Nonostante le difficoltà, in America Latina siamo riusciti a far eleggere governi di sinistra o comunque progressisti, ma tali governi non sono riusciti a realizzare cambiamenti strutturali, perché non sono stati il frutto di una ripresa del movimento di massa, ma piuttosto di una reazione popolare di indignazione di fronte al neoliberismo. Dopo un lungo periodo di riflusso del movimento di massa, pensiamo, però, di essere ora in un periodo di resistenza come preludio di un processo di ripresa – entro qualche anno, speriamo – della classe lavoratrice.

Viviamo tempi difficili, tempi di riflusso e di resistenza, tempi, per così dire, di lavoro clandestino, di lavoro che non si vede. In questo quadro, la sinistra deve re-imparare a parlare con la classe lavoratrice, quello che noi in Brasile chiamiamo lavoro di base: un lavoro che non finisce sui giornali, ma che esige dai militanti tempo, pazienza e umiltà, per cogliere quanto emerge dai luoghi in cui il popolo vive e lavora e aiutarlo a organizzarsi, perché nessun problema può essere risolto senza che il popolo si mobiliti. […]
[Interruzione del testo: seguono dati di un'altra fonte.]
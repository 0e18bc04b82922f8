//! Bearer-token gate for the billing routes.
//!
//! Reads stay public. Every other method needs a valid token whose role is
//! `admin`: a missing or invalid token answers 401, a valid token with another
//! role answers 403.

use std::sync::Arc;

use axum::{
    extract::State,
    http::{header, HeaderMap, HeaderValue, Method, StatusCode},
    middleware::Next,
    response::Response,
};
use chrono::Utc;

use bursar_auth::{require_role, JwtValidator, Principal, Role};

use crate::app::errors::json_error;

#[derive(Clone)]
pub struct AuthState {
    pub jwt: Arc<dyn JwtValidator>,
}

pub async fn admin_gate(
    State(state): State<AuthState>,
    mut req: axum::http::Request<axum::body::Body>,
    next: Next,
) -> Response {
    if is_read(req.method()) {
        return next.run(req).await;
    }

    let Some(token) = extract_bearer(req.headers()) else {
        return unauthorized("missing bearer token");
    };
    let principal = match state.jwt.validate(token, Utc::now()) {
        Ok(claims) => Principal::from(claims),
        Err(e) => return unauthorized(&e.to_string()),
    };
    if let Err(e) = require_role(&principal, Role::Admin) {
        tracing::info!(subject = %principal.subject, role = %principal.role, "write refused");
        return json_error(StatusCode::FORBIDDEN, "forbidden", e.to_string());
    }

    req.extensions_mut().insert(principal);
    next.run(req).await
}

fn is_read(method: &Method) -> bool {
    matches!(*method, Method::GET | Method::HEAD | Method::OPTIONS)
}

fn extract_bearer(headers: &HeaderMap) -> Option<&str> {
    let token = headers
        .get(header::AUTHORIZATION)?
        .to_str()
        .ok()?
        .strip_prefix("Bearer ")?
        .trim();
    (!token.is_empty()).then_some(token)
}

pub(crate) fn unauthorized(message: &str) -> Response {
    let mut resp = json_error(StatusCode::UNAUTHORIZED, "unauthorized", message);
    resp.headers_mut()
        .insert(header::WWW_AUTHENTICATE, HeaderValue::from_static("Bearer"));
    resp
}

#[cfg(test)]
mod tests {
    use super::*;

    #[test]
    fn bearer_is_extracted_from_authorization() {
        let mut headers = HeaderMap::new();
        assert_eq!(extract_bearer(&headers), None);

        headers.insert(header::AUTHORIZATION, HeaderValue::from_static("Basic abc"));
        assert_eq!(extract_bearer(&headers), None);

        headers.insert(header::AUTHORIZATION, HeaderValue::from_static("Bearer   "));
        assert_eq!(extract_bearer(&headers), None);

        headers.insert(header::AUTHORIZATION, HeaderValue::from_static("Bearer abc.def"));
        assert_eq!(extract_bearer(&headers), Some("abc.def"));
    }

    #[test]
    fn unauthorized_answers_advertise_bearer() {
        let resp = unauthorized("missing bearer token");
        assert_eq!(resp.status(), StatusCode::UNAUTHORIZED);
        assert_eq!(resp.headers()[header::WWW_AUTHENTICATE], "Bearer");
    }
}
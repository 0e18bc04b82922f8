//! `bursar-core`: domain foundation building blocks.
//!
//! This crate contains **pure domain** primitives (no infrastructure concerns).

pub mod aggregate;
pub mod entity;
pub mod error;
pub mod id;
pub mod money;
pub mod value_object;

pub use aggregate::{AggregateRoot, ExpectedVersion};
pub use entity::Entity;
pub use error::{DomainError, DomainResult, ErrorKind};
pub use id::{InvoiceId, PaymentId, SchoolId, StudentId};
pub use money::{Currency, Money};
pub use value_object::ValueObject;
//! Operator accounts and credential checks.

use std::collections::HashMap;
use std::sync::RwLock;

use chrono::{DateTime, Utc};
use serde::{Deserialize, Serialize};
use thiserror::Error;
use uuid::Uuid;

use crate::{PasswordHash, Role};

#[derive(Debug, Copy, Clone, PartialEq, Eq, Hash, Serialize, Deserialize)]
#[serde(transparent)]
pub struct UserId(Uuid);

impl UserId {
    pub fn new() -> Self {
        Self(Uuid::now_v7())
    }
}

impl Default for UserId {
    fn default() -> Self {
        Self::new()
    }
}

impl core::fmt::Display for UserId {
    fn fmt(&self, f: &mut core::fmt::Formatter<'_>) -> core::fmt::Result {
        self.0.fmt(f)
    }
}

#[derive(Debug, Error, Clone, PartialEq, Eq)]
pub enum AuthError {
    #[error("incorrect username or password")]
    InvalidCredentials,

    #[error("a user with email '{0}' already exists")]
    DuplicateUser(String),

    #[error("validation failed: {0}")]
    Validation(String),

    #[error("user directory unavailable")]
    Unavailable,
}

#[derive(Debug, Clone)]
pub struct User {
    id: UserId,
    email: String,
    password_hash: PasswordHash,
    role: Role,
    created_at: DateTime<Utc>,
}

impl User {
    pub fn create(email: &str, password: &str, role: Role) -> Result<Self, AuthError> {
        let email = normalize_email(email);
        if email.is_empty() || !email.contains('@') {
            return Err(AuthError::Validation(format!("'{email}' is not an email address")));
        }
        if password.is_empty() {
            return Err(AuthError::Validation("password must not be empty".into()));
        }
        Ok(Self {
            id: UserId::new(),
            email,
            password_hash: PasswordHash::new(password),
            role,
            created_at: Utc::now(),
        })
    }

    pub fn id(&self) -> UserId {
        self.id
    }

    pub fn email(&self) -> &str {
        &self.email
    }

    pub fn role(&self) -> Role {
        self.role
    }

    pub fn created_at(&self) -> DateTime<Utc> {
        self.created_at
    }
}

fn normalize_email(email: &str) -> String {
    email.trim().to_ascii_lowercase()
}

/// In-process user store keyed by normalized email.
#[derive(Debug, Default)]
pub struct UserDirectory {
    users: RwLock<HashMap<String, User>>,
}

impl UserDirectory {
    pub fn new() -> Self {
        Self::default()
    }

    pub fn insert(&self, user: User) -> Result<(), AuthError> {
        let mut users = self.users.write().map_err(|_| AuthError::Unavailable)?;
        if users.contains_key(user.email()) {
            return Err(AuthError::DuplicateUser(user.email().to_string()));
        }
        users.insert(user.email().to_string(), user);
        Ok(())
    }

    /// Look up `email` and check `password`; unknown users and wrong passwords
    /// are indistinguishable to the caller.
    pub fn authenticate(&self, email: &str, password: &str) -> Result<User, AuthError> {
        let users = self.users.read().map_err(|_| AuthError::Unavailable)?;
        match users.get(&normalize_email(email)) {
            Some(user) if user.password_hash.verify(password) => Ok(user.clone()),
            _ => Err(AuthError::InvalidCredentials),
        }
    }

    pub fn len(&self) -> usize {
        self.users.read().map(|u| u.len()).unwrap_or(0)
    }

    pub fn is_empty(&self) -> bool {
        self.len() == 0
    }
}

#[cfg(test)]
mod tests {
    use super::*;

    #[test]
    fn authenticates_case_insensitively_by_email() {
        let dir = UserDirectory::new();
        dir.insert(User::create("Admin@School.test", "s3cret", Role::Admin).unwrap())
            .unwrap();

        let user = dir.authenticate("  admin@school.TEST", "s3cret").unwrap();
        assert_eq!(user.email(), "admin@school.test");
        assert_eq!(user.role(), Role::Admin);
    }

    #[test]
    fn wrong_password_and_unknown_user_look_the_same() {
        let dir = UserDirectory::new();
        dir.insert(User::create("a@school.test", "right", Role::Student).unwrap())
            .unwrap();
        assert!(matches!(
            dir.authenticate("a@school.test", "wrong"),
            Err(AuthError::InvalidCredentials)
        ));
        assert!(matches!(
            dir.authenticate("b@school.test", "right"),
            Err(AuthError::InvalidCredentials)
        ));
    }

    #[test]
    fn duplicate_emails_are_rejected() {
        let dir = UserDirectory::new();
        dir.insert(User::create("a@school.test", "x", Role::Admin).unwrap())
            .unwrap();
        let err = dir
            .insert(User::create("A@school.test", "y", Role::School).unwrap())
            .unwrap_err();
        assert!(matches!(err, AuthError::DuplicateUser(_)));
        assert_eq!(dir.len(), 1);
    }

    #[test]
    fn malformed_accounts_are_rejected() {
        assert!(matches!(
            User::create("not-an-email", "pw", Role::Admin),
            Err(AuthError::Validation(_))
        ));
        assert!(matches!(
            User::create("a@school.test", "", Role::Admin),
            Err(AuthError::Validation(_))
        ));
    }
}
//! Process-wide tracing setup shared by binaries.

pub mod tracing;

pub use self::tracing::OutputFormat;

/// Initialize process-wide logging with the given output format.
///
/// Safe to call multiple times; subsequent calls become no-ops.
pub fn init(format: OutputFormat) {
    let _ = self::tracing::init(format);
}
//! `bursar-auth`: bearer tokens, roles and operator credentials.
//!
//! Decoupled from HTTP and storage; the API layer extracts the bearer token
//! and asks this crate who the caller is and what they may do.

pub mod authorize;
pub mod claims;
pub mod jwt;
pub mod password;
pub mod roles;
pub mod user;

pub use authorize::{AuthzError, Principal, require_role};
pub use claims::{JwtClaims, TokenValidationError, validate_claims};
pub use jwt::{Hs256Jwt, JwtValidator, TokenError};
pub use password::PasswordHash;
pub use roles::Role;
pub use user::{AuthError, User, UserDirectory, UserId};
//! Resilience primitives for flaky external dependencies.

pub mod circuit_breaker;

pub use circuit_breaker::{
    CircuitBreaker, CircuitBreakerConfig, CircuitError, CircuitSnapshot, CircuitState,
};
Vi è poi la questione indigena. In Brasile vivono circa 280 popoli indigeni, per un totale di un milione di persone: troppo pochi e troppo dispersi nel territorio per resistere all’invasione del capitale. Senza contare che, non essendo agricoltori, subiscono anche le pressioni di chi pensa che le aree indigene non servano a niente. Noi del Mst e di Via Campesina riteniamo di dover difendere i popoli indigeni, anche solo per una questione morale e storica: sono i nostri antenati, hanno custodito la natura e ora possono sopravvivere solo con la solidarietà della classe lavoratrice. Come Mst, posso garantirvi che abbiamo cercato di non far mancare la nostra solidarietà, partecipando anche ad alcune lotte di rioccupazione di aree indigene. Vi sono due regioni nel sud del Paese in cui, in passato, è stata data ai contadini una terra che si è poi rivelata un’area indigena. Secondo i politici populisti, i contadini avrebbero dovuto opporsi alle rivendicazioni degli indios. Noi, invece, abbiamo detto loro: questa terra è degli indios e dunque deve essere restituita loro, ma dovete esigere dal governo un indennizzo. È chiaro che si tratta di un conflitto di grande complessità. Tanto che alcuni preti si sono schierati con i contadini, mentre i vescovi del Rio Grande del Sud hanno adottato una posizione corretta prendendo le difese degli indios.